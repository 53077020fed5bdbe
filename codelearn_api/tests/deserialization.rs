use codelearn_api::types::{
    ApiResponse, ClassRoom, Contest, Course, Difficulty, PaginatedResponse, Problem, UserProfile,
};

fn load_fixture(name: &str) -> String {
    std::fs::read_to_string(format!("tests/fixtures/{}", name)).unwrap()
}

#[test]
fn deserialize_courses_full() {
    let json = load_fixture("courses.json");
    let resp: PaginatedResponse<Course> = serde_json::from_str(&json).unwrap();
    assert_eq!(resp.code, 200);
    let page = resp.data.unwrap();
    assert_eq!(page.total_records, 18);
    assert_eq!(page.total_pages, 9);
    assert_eq!(page.prev_pages, None);
    assert_eq!(page.next_pages, Some(2));
    assert_eq!(page.data.len(), 2);

    let rust = &page.data[0];
    assert_eq!(rust.title, "Rust from Zero");
    assert_eq!(
        rust.owner.as_ref().and_then(|o| o.display_name.as_deref()),
        Some("Linh Tran")
    );
    assert_eq!(rust.modules[0].lessons[0].title, "Installing rustup");

    let algo = &page.data[1];
    assert!(algo.owner.is_none());
    assert!(algo.is_public.is_none());
}

#[test]
fn deserialize_problems_difficulty() {
    let json = load_fixture("problems.json");
    let resp: PaginatedResponse<Problem> = serde_json::from_str(&json).unwrap();
    let page = resp.data.unwrap();
    assert_eq!(page.current_page, 2);
    assert_eq!(page.data[0].difficulty, Difficulty::Hard);
    assert!(page.data[0].testcases[0].is_sample);
}

#[test]
fn deserialize_contests_and_classes() {
    let contests: PaginatedResponse<Contest> =
        serde_json::from_str(&load_fixture("contests.json")).unwrap();
    let contest = &contests.data.unwrap().data[0];
    assert_eq!(contest.start_time, "2024-03-10T09:00:00");

    let classes: PaginatedResponse<ClassRoom> =
        serde_json::from_str(&load_fixture("classes.json")).unwrap();
    let page = classes.data.unwrap();
    // prev/next are optional on the wire
    assert_eq!(page.prev_pages, None);
    assert_eq!(page.data[0].code, "K7QX2M");
    assert_eq!(page.data[0].enrollments.len(), 2);
}

#[test]
fn deserialize_empty_page() {
    let resp: PaginatedResponse<Course> =
        serde_json::from_str(&load_fixture("empty_page.json")).unwrap();
    let page = resp.data.unwrap();
    assert!(page.data.is_empty());
    assert_eq!(page.total_pages, 0);
}

#[test]
fn deserialize_application_error_without_data() {
    let resp: PaginatedResponse<Course> =
        serde_json::from_str(&load_fixture("app_error.json")).unwrap();
    assert_eq!(resp.code, 1004);
    assert!(resp.data.is_none());
}

#[test]
fn deserialize_profile_role() {
    let resp: ApiResponse<UserProfile> =
        serde_json::from_str(&load_fixture("my_info.json")).unwrap();
    let profile = resp.data.unwrap();
    assert_eq!(profile.role_name(), "USER");
    assert_eq!(profile.display_name.as_deref(), Some("An Pham"));
}

#[test]
fn deserialize_unknown_difficulty_returns_error() {
    let json = r#"{"id": 1, "title": "x", "difficulty": "extreme"}"#;
    assert!(serde_json::from_str::<Problem>(json).is_err());
}
//! Runs the `codelearn` binary against a wiremock backend.

use std::process::Output;

use serde_json::{json, Value};
use wiremock::matchers::{method, path, query_param};
use wiremock::{Mock, MockServer, ResponseTemplate};

async fn run_cli(server: &MockServer, args: &[&str]) -> Output {
    tokio::process::Command::new(env!("CARGO_BIN_EXE_codelearn"))
        .arg("--api-url")
        .arg(server.uri())
        .args(args)
        .env_remove("CODELEARN_TOKEN")
        .env("CODELEARN_CACHE_TTL_SECS", "0")
        .env("RUST_LOG", "off")
        .output()
        .await
        .expect("run codelearn")
}

fn page(data: Value, total_records: i64, current_page: i64, total_pages: i64) -> Value {
    json!({
        "code": 200,
        "message": "Success",
        "data": {
            "total_records": total_records,
            "current_page": current_page,
            "total_pages": total_pages,
            "data": data
        }
    })
}

#[tokio::test]
async fn practice_deep_link_prints_json_page() {
    let server = MockServer::start().await;
    Mock::given(method("GET"))
        .and(path("/problems/get-all"))
        .and(query_param("page", "2"))
        .and(query_param("pageSize", "6"))
        .and(query_param("difficulty", "hard"))
        .respond_with(ResponseTemplate::new(200).set_body_json(page(
            json!([{ "id": 8, "title": "Max Flow", "difficulty": "hard" }]),
            7,
            2,
            2,
        )))
        .expect(1)
        .mount(&server)
        .await;

    let out = run_cli(
        &server,
        &["--output", "json", "practice", "--query", "page=2&difficulty=hard"],
    )
    .await;
    assert!(out.status.success(), "stderr: {}", String::from_utf8_lossy(&out.stderr));

    let body: Value = serde_json::from_slice(&out.stdout).expect("json output");
    assert_eq!(body["current_page"], 2);
    assert_eq!(body["total_pages"], 2);
    assert_eq!(body["items"][0]["title"], "Max Flow");
    assert_eq!(body["items"][0]["created_by"], "Instructor");
}

#[tokio::test]
async fn failed_list_exits_with_server_message() {
    let server = MockServer::start().await;
    Mock::given(method("GET"))
        .and(path("/course/get-all"))
        .respond_with(ResponseTemplate::new(200).set_body_json(json!({
            "code": 1004,
            "message": "Page size must be positive",
            "data": null
        })))
        .mount(&server)
        .await;

    let out = run_cli(&server, &["courses"]).await;
    assert!(!out.status.success());
    assert!(String::from_utf8_lossy(&out.stderr).contains("Page size must be positive"));
}

#[tokio::test]
async fn empty_search_without_keyword_makes_no_request() {
    let server = MockServer::start().await;
    Mock::given(method("GET"))
        .respond_with(ResponseTemplate::new(500))
        .expect(0)
        .mount(&server)
        .await;

    let out = run_cli(&server, &["search", "--type", "contest"]).await;
    assert!(out.status.success());
    assert!(String::from_utf8_lossy(&out.stderr).contains("Enter a keyword to search."));
}

#[tokio::test]
async fn empty_list_prints_an_empty_json_page() {
    let server = MockServer::start().await;
    Mock::given(method("GET"))
        .and(path("/problems/get-all"))
        .respond_with(ResponseTemplate::new(200).set_body_json(page(json!([]), 0, 1, 0)))
        .mount(&server)
        .await;

    let out = run_cli(&server, &["--output", "json", "practice"]).await;
    assert!(out.status.success(), "stderr: {}", String::from_utf8_lossy(&out.stderr));

    let body: Value = serde_json::from_slice(&out.stdout).expect("json output");
    assert_eq!(body["total_records"], 0);
    assert_eq!(body["total_pages"], 1);
    assert_eq!(body["items"], json!([]));
}
//! HTTP client for the CodeLearn REST API.

use std::time::Duration;

use serde::{de::DeserializeOwned, Serialize};
use url::Url;

use crate::{
    query::{ClassQuery, ContestQuery, CourseQuery, ProblemQuery, Query},
    types::{
        ApiResponse, ClassRoom, Contest, Course, LoginData, LoginRequest, LogoutRequest, PageData,
        Problem, UserProfile,
    },
    Error, Session,
};

const DEFAULT_BASE_URL: &str = "http://localhost:8080/api/v1";
const REQUEST_TIMEOUT: Duration = Duration::from_secs(30);

/// HTTP client for the CodeLearn REST API.
///
/// Every response is a `{ code, message, data }` envelope; a `code` other
/// than 200 is turned into [`Error::Application`] carrying the server's
/// message. The bearer token comes from the injected [`Session`], which is
/// cleared whenever the server answers 401.
pub struct Client {
    http: reqwest::Client,
    /// Base URL for the API, without a trailing slash.
    base_api_url: String,
    session: Session,
}

impl Client {
    /// Creates a client for the default local backend with an anonymous session.
    pub fn new() -> Result<Self, Error> {
        Self::with_base_url(DEFAULT_BASE_URL)
    }

    /// Creates a client with a custom base URL. Used for deployments and wiremock tests.
    pub fn with_base_url(base_url: &str) -> Result<Self, Error> {
        let http = reqwest::Client::builder()
            .user_agent(concat!("codelearn/", env!("CARGO_PKG_VERSION")))
            .timeout(REQUEST_TIMEOUT)
            .build()
            .map_err(|e| {
                tracing::error!("Failed to build HTTP client: {}", e);
                Error::RequestFailed
            })?;
        Ok(Self {
            http,
            base_api_url: base_url.trim_end_matches('/').to_string(),
            session: Session::new(),
        })
    }

    /// Replaces the session this client reads its token from.
    pub fn with_session(mut self, session: Session) -> Self {
        self.session = session;
        self
    }

    pub fn session(&self) -> &Session {
        &self.session
    }

    pub fn base_url(&self) -> &str {
        &self.base_api_url
    }

    fn get_url(&self, path: &str, query: Option<&impl Query>) -> Result<Url, Error> {
        let url = Url::parse(format!("{}{}", &self.base_api_url, path).as_str()).map_err(|e| {
            tracing::error!("Invalid URL constructed: {}", e);
            Error::RequestFailed
        })?;
        Ok(match query {
            Some(query) => query.add_to_url(&url),
            None => url,
        })
    }

    /// Sends the request and unwraps the envelope, keeping `data` optional.
    async fn send_envelope<T>(&self, request: reqwest::RequestBuilder) -> Result<ApiResponse<T>, Error>
    where
        T: DeserializeOwned,
    {
        let request = match self.session.token() {
            Some(token) => request.bearer_auth(token),
            None => request,
        };
        let resp = request
            .header("accept", "application/json")
            .send()
            .await
            .map_err(|e| {
                tracing::error!("Failed to get resource: {}", e);
                Error::RequestFailed
            })?;

        let status = resp.status();
        let body = resp.text().await.map_err(|e| {
            tracing::error!("Failed to read response body: {}", e);
            Error::RequestFailed
        })?;

        if status == reqwest::StatusCode::UNAUTHORIZED {
            tracing::warn!("Session rejected by server, clearing token");
            self.session.clear();
            return Err(Error::Unauthorized);
        }

        if !status.is_success() {
            let snippet = truncate_body(&body);
            tracing::error!("Request failed with status {}: {}", status, snippet);
            // Error responses usually still carry an envelope with a readable message.
            if let Ok(envelope) = serde_json::from_str::<ApiResponse<serde_json::Value>>(&body) {
                if !envelope.message.trim().is_empty() {
                    return Err(Error::Application {
                        code: envelope.code,
                        message: envelope.message,
                    });
                }
            }
            return Err(Error::HttpStatus {
                status: status.as_u16(),
                body: snippet,
            });
        }

        let parsed = serde_json::from_str::<ApiResponse<T>>(&body).map_err(|e| {
            let snippet = truncate_body(&body);
            tracing::error!("Failed to parse resource: {} | body: {}", e, snippet);
            Error::RequestFailed
        })?;

        if parsed.code != 200 {
            tracing::error!(
                "Request failed with application code {}: {}",
                parsed.code,
                parsed.message
            );
            return Err(Error::Application {
                code: parsed.code,
                message: parsed.message,
            });
        }

        Ok(parsed)
    }

    async fn send<T>(&self, request: reqwest::RequestBuilder) -> Result<T, Error>
    where
        T: DeserializeOwned,
    {
        self.send_envelope::<T>(request)
            .await?
            .data
            .ok_or(Error::MissingData)
    }

    async fn get<T, Q>(&self, path: &str, query: Option<&Q>) -> Result<T, Error>
    where
        T: DeserializeOwned,
        Q: Query,
    {
        let url = self.get_url(path, query)?;
        self.send(self.http.get(url)).await
    }

    async fn post<B, T>(&self, path: &str, body: &B) -> Result<ApiResponse<T>, Error>
    where
        B: Serialize,
        T: DeserializeOwned,
    {
        let url = self.get_url(path, None::<&CourseQuery>)?;
        self.send_envelope(self.http.post(url).json(body)).await
    }

    /// The full request URL for a list query, as [`get_page`](Self::get_page) would send it.
    pub fn page_url<Q: Query>(&self, query: &Q) -> Result<Url, Error> {
        self.get_url(query.endpoint(), Some(query))
    }

    /// Fetches one page from whichever list endpoint the query targets.
    pub async fn get_page<T, Q>(&self, query: &Q) -> Result<PageData<T>, Error>
    where
        T: DeserializeOwned,
        Q: Query,
    {
        self.get::<PageData<T>, Q>(query.endpoint(), Some(query))
            .await
    }

    /// Fetches a page of courses matching the given query.
    pub async fn get_courses(&self, query: &CourseQuery) -> Result<PageData<Course>, Error> {
        self.get_page(query).await
    }

    /// Fetches a page of contests matching the given query.
    pub async fn get_contests(&self, query: &ContestQuery) -> Result<PageData<Contest>, Error> {
        self.get_page(query).await
    }

    /// Fetches a page of practice problems matching the given query.
    pub async fn get_problems(&self, query: &ProblemQuery) -> Result<PageData<Problem>, Error> {
        self.get_page(query).await
    }

    /// Fetches a page of classes. Joined-class queries need a signed-in session.
    pub async fn get_classes(&self, query: &ClassQuery) -> Result<PageData<ClassRoom>, Error> {
        self.get_page(query).await
    }

    /// Fetches the signed-in user's profile.
    pub async fn get_my_info(&self) -> Result<UserProfile, Error> {
        self.get::<UserProfile, CourseQuery>("/users/my-info", None)
            .await
    }

    /// Exchanges credentials for a token and stores it in the session.
    pub async fn login(&self, username: &str, password: &str) -> Result<String, Error> {
        let body = LoginRequest {
            username: username.to_string(),
            password: password.to_string(),
        };
        let data = self
            .post::<LoginRequest, LoginData>("/auth/login", &body)
            .await?
            .data
            .ok_or(Error::MissingData)?;
        self.session.set_token(data.token.clone());
        Ok(data.token)
    }

    /// Invalidates the token on the server. The local token is cleared even
    /// when the server call fails.
    pub async fn logout(&self) -> Result<(), Error> {
        let Some(token) = self.session.token() else {
            return Ok(());
        };
        let result = self
            .post::<LogoutRequest, serde_json::Value>("/auth/logout", &LogoutRequest { token })
            .await;
        self.session.clear();
        result.map(|_| ())
    }
}

fn truncate_body(body: &str) -> String {
    const MAX: usize = 2000;
    if body.len() <= MAX {
        body.to_string()
    } else {
        let mut end = MAX;
        while !body.is_char_boundary(end) {
            end -= 1;
        }
        format!("{}...[truncated]", &body[..end])
    }
}

#[cfg(test)]
mod tests {
    use super::*;

    #[test]
    fn truncate_respects_char_boundaries() {
        let body = "é".repeat(1500);
        let out = truncate_body(&body);
        assert!(out.ends_with("...[truncated]"));
    }

    #[test]
    fn base_url_trailing_slash_is_trimmed() {
        let client = Client::with_base_url("http://localhost:8080/api/v1/").unwrap();
        assert_eq!(client.base_url(), "http://localhost:8080/api/v1");
    }

    #[test]
    fn page_url_targets_the_query_endpoint() {
        let client = Client::with_base_url("http://localhost:8080/api/v1").unwrap();
        let query = ClassQuery::default().joined().with_page(2);
        assert_eq!(
            client.page_url(&query).unwrap().as_str(),
            "http://localhost:8080/api/v1/class/joined?page=2"
        );
    }
}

┄┄┄┄┄┄

**REQUIRED ACTION:** Set down, exactly as they appear, the lines above from the first one to the line that holds "assert_eq!(page.next_pages, Some(2));", both included, please, and no others.

**ANSWER TO THE EXERCISE:**
repository 53077020fed5bdbe
filename codelearn_api/tests/deserialization.rs
use codelearn_api::types::{
    ApiResponse, ClassRoom, Contest, Course, Difficulty, PaginatedResponse, Problem, UserProfile,
};

fn load_fixture(name: &str) -> String {
    std::fs::read_to_string(format!("tests/fixtures/{}", name)).unwrap()
}

#[test]
fn deserialize_courses_full() {
    let json = load_fixture("courses.json");
    let resp: PaginatedResponse<Course> = serde_json::from_str(&json).unwrap();
    assert_eq!(resp.code, 200);
    let page = resp.data.unwrap();
    assert_eq!(page.total_records, 18);
    assert_eq!(page.total_pages, 9);
    assert_eq!(page.prev_pages, None);
    assert_eq!(page.next_pages, Some(2));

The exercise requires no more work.